United States District Court, W.D. Washington, Seattle

April 27, 2018

DAVID M. SHAW, Plaintiff,
v.
NANCY A. BERRYHILL, Acting Commissioner of Social Security Defendant.

          ORDER

          JOHN C. COUGHENOUR UNITED STATES DISTRICT JUDGE

         This matter comes before the Court on Plaintiff David Shaw's objections (Dkt. No. 31) to the Report and Recommendation of the Honorable Theresa L. Fricke, United States Magistrate Judge (Dkt. No. 30). Having thoroughly considered the parties' briefing and the relevant record, the Court finds oral argument unnecessary and hereby OVERRULES the objections and ADOPTS the Report and Recommendation for the reasons explained herein.

         I. BACKGROUND

         Plaintiff applied for Disability Insurance Benefits and Supplemental Security Income in 2005 and 2010. (Dkt. No. 17, Administrative Record (“AR”) 15.) Following the Commissioner's denials, an administrative law judge (“ALJ”) consolidated the matters and found that Plaintiff was not disabled. (AR 28.) The Commissioner follows a five-step sequential evaluation process for determining whether a claimant is disabled. See 20 C.F.R. §§ 404.1520, 416.920. Step one asks whether the claimant is gainfully employed. 20 C.F.R. §§ 404.1520(a)(4)(i), 416.920(a)(4)(i). If so, the claimant is not disabled. Id. The ALJ found Plaintiff had not worked after the alleged onset date of his disability: April 29, 2005. (AR 18.) Step two asks whether the claimant suffers from a severe impairment. 20 C.F.R. §§ 404.1520(a)(4)(ii), 416.920(a)(4)(ii). If not, the claimant is not disabled. Id. The ALJ found that Plaintiff's lower back pain was a severe impairment. (AR 18.) Step three asks whether a claimant's impairments meet or equal a listed impairment. 20 C.F.R. §§ 404.1520(a)(4)(iii), 416.920(a)(4)(iii). If so, the claimant is disabled. Id. The ALJ found that Plaintiff's impairments did not meet or equal the criteria of a listed impairment. (AR 20.) Step four asks whether a claimant has an ability to perform past relevant work based on the claimant's residual functional capacity (“RFC”). 20 C.F.R. §§ 404.1520(a)(4)(iv), 416.920(a)(4)(iv). If so, the claimant is not disabled. Id. The ALJ found that, in light of Plaintiff's RFC, he could perform a range of “light work” as defined in 20 C.F.R. § 404.1567(b). (AR 20.) Therefore, Plaintiff was capable of performing his past work as an art framer and was not disabled. (AR 27-28.) The ALJ did not proceed to step five. (Id.)

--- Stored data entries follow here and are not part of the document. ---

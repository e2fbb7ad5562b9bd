use axum::response::{IntoResponse, Response};
use thiserror::Error;

use crate::response::{ApiResponse, ResponseCode};

/// 应用程序错误类型
#[derive(Error, Debug)]
pub enum AppError {
    #[error("数据库错误: {0}")]
    Database(#[from] sqlx::Error),

    #[error("序列化错误: {0}")]
    Serialization(#[from] serde_json::Error),

    #[error("IO错误: {0}")]
    Io(#[from] std::io::Error),

    #[error("配置错误: {0}")]
    Config(String),

    #[error("验证错误: {0}")]
    Validation(String),

    /// 网络不可达或超时
    #[error("实例 {host} 不可达: {reason}")]
    PeerUnreachable { host: String, reason: String },

    /// nodeinfo 返回的软件版本无法识别
    #[error("实例 {host} 的协议版本不受支持: {version}")]
    UnsupportedProtocol { host: String, version: String },

    #[error("登录实例 {host} 失败: {reason}")]
    AuthenticationFailure { host: String, reason: String },

    /// 本地查找与远程解析均失败
    #[error("无法解析社区 {community}: {reason}")]
    ResolutionFailure { community: String, reason: String },

    #[error("信誉检查失败: {0}")]
    ReputationCheckFailure(String),

    #[error("内部错误: {0}")]
    Internal(#[from] anyhow::Error),

    #[error("资源不存在: {resource}")]
    NotFound { resource: String },
}

impl IntoResponse for AppError {
    fn into_response(self) -> Response {
        let (code, message) = match &self {
            AppError::Database(_) => (ResponseCode::DATABASE_ERROR, self.to_string()),
            AppError::Serialization(_) => {
                (ResponseCode::INTERNAL_ERROR, "数据序列化错误".to_string())
            }
            AppError::Io(_) => (ResponseCode::INTERNAL_ERROR, "文件IO错误".to_string()),
            AppError::Config(_) => (ResponseCode::INTERNAL_ERROR, "配置错误".to_string()),
            AppError::Validation(msg) => (ResponseCode::BAD_REQUEST, msg.clone()),
            AppError::ReputationCheckFailure(_) => (ResponseCode::BAD_REQUEST, self.to_string()),
            AppError::PeerUnreachable { .. }
            | AppError::UnsupportedProtocol { .. }
            | AppError::AuthenticationFailure { .. }
            | AppError::ResolutionFailure { .. } => (ResponseCode::REMOTE_ERROR, self.to_string()),
            AppError::Internal(e) => (ResponseCode::INTERNAL_ERROR, format!("服务器内部错误: {}", e)),
            AppError::NotFound { resource } => {
                (ResponseCode::NOT_FOUND, format!("资源不存在: {}", resource))
            }
        };

        tracing::error!("应用错误: {}", self);

        ApiResponse::<()>::error(code, message).into_response()
    }
}

/// 应用程序Result类型别名
pub type AppResult<T> = Result<T, AppError>;

/// 错误构造辅助函数
impl AppError {
    pub fn validation<T: Into<String>>(msg: T) -> Self {
        Self::Validation(msg.into())
    }

    pub fn not_found<T: Into<String>>(resource: T) -> Self {
        Self::NotFound {
            resource: resource.into(),
        }
    }

    pub fn service_unavailable<T: Into<String>>(msg: T) -> Self {
        Self::Internal(anyhow::anyhow!(msg.into()))
    }

    pub fn config<T: Into<String>>(msg: T) -> Self {
        Self::Config(msg.into())
    }

    pub fn peer_unreachable<H: Into<String>, R: ToString>(host: H, reason: R) -> Self {
        Self::PeerUnreachable {
            host: host.into(),
            reason: reason.to_string(),
        }
    }

    pub fn unsupported_protocol<H: Into<String>, V: Into<String>>(host: H, version: V) -> Self {
        Self::UnsupportedProtocol {
            host: host.into(),
            version: version.into(),
        }
    }

    pub fn authentication<H: Into<String>, R: ToString>(host: H, reason: R) -> Self {
        Self::AuthenticationFailure {
            host: host.into(),
            reason: reason.to_string(),
        }
    }

    pub fn resolution<C: Into<String>, R: ToString>(community: C, reason: R) -> Self {
        Self::ResolutionFailure {
            community: community.into(),
            reason: reason.to_string(),
        }
    }

    pub fn reputation<T: Into<String>>(msg: T) -> Self {
        Self::ReputationCheckFailure(msg.into())
    }
}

         Plaintiff appealed the ALJ's decision. See Shaw v. Colvin, No. C13-2073-BJR, Dkt. No. 1 (W.D. Wash. 2014). The Honorable Barbara J. Rothstein reversed and remanded for additional proceedings, beginning with the Commissioner's step three analysis. Id. at Dkt. Nos. 20, 21, 22. While not necessary for her holding, Judge Rothstein also affirmed the Commissioner's step four analysis, concluding that “substantial evidence would support a finding that Plaintiff could perform the art framer job as generally performed.”[1] Shaw, No. C13-2073-BJR, Dkt. No. 20, p. 13 (emphasis added).

         Following reconsideration, the ALJ again reached the same step three finding. (AR 1253- 56.) As for step four, the ALJ found that, based on Plaintiff's RFC, Plaintiff was able to perform “light work, ” which included past relevant work as an art framer “as generally performed.” (AR 1257, 61.) Plaintiff appealed the ALJ's findings to this Court. (Dkt. No. 1.) Magistrate Judge Fricke recommended that this Court affirm the ALJ's determination. (Dkt. No. 30 at 18.) Plaintiff only objects to Magistrate Judge Fricke's recommendation as to the ALJ's step four finding. (Dkt. No. 31.)

         II. DISCUSSION

         The ALJ determined that art framing, as generally performed, is “light work” that Plaintiff is capable of performing. (AR 1260.) Plaintiff asserts this determination is not supported by substantial evidence. (See generally Dkt. No. 31.) As a threshold matter, the Court notes that Judge Rothstein's prior finding on this issue was not necessary to her holding, so is dictum and does not establish law of the case. See Russell v. C. I. R., 678 F.2d 782, 785 (9th Cir. 1982).

         A. Standard of Review

         A district judge reviews objections to a magistrate judge's report and recommendation de novo. Fed.R.Civ.P. 72(b)(3). The district judge may accept, reject, or modify the recommended disposition; receive further evidence; or return the matter to the magistrate judge with instructions. Id. A district court may disturb the Commissioner's decision only when the ALJ's findings affirming that decision are not supported by substantial evidence or are based on legal error. Bayliss v. Barnhart, 427 F.3d 1211, 1214 (9th Cir. 2005). The Court evaluates (1) if there is substantial evidence to support the Commissioner's findings and (2) if the ALJ applied the correct legal standards. 42 U.S.C. § 405(g); Benton ex rel. Benton v. Barnhart, 331 F.3d 1030, 1035 (9th Cir. 2003). Substantial evidence is “‘such relevant evidence as a reasonable mind might accept as adequate to support a conclusion.'” Trevizo v. Berryhill, 871 F.3d 664, 674 (9th Cir. 2017) (quoting Desrosiers v. Sec'y of Health & Human Servs., 846 F.2d 573, 576 (9th Cir.1988)). This requires “‘more than a mere scintilla, '” though “‘less than a preponderance'” of evidence. Id. (quoting Desrosiers, 846 F.2d at 576).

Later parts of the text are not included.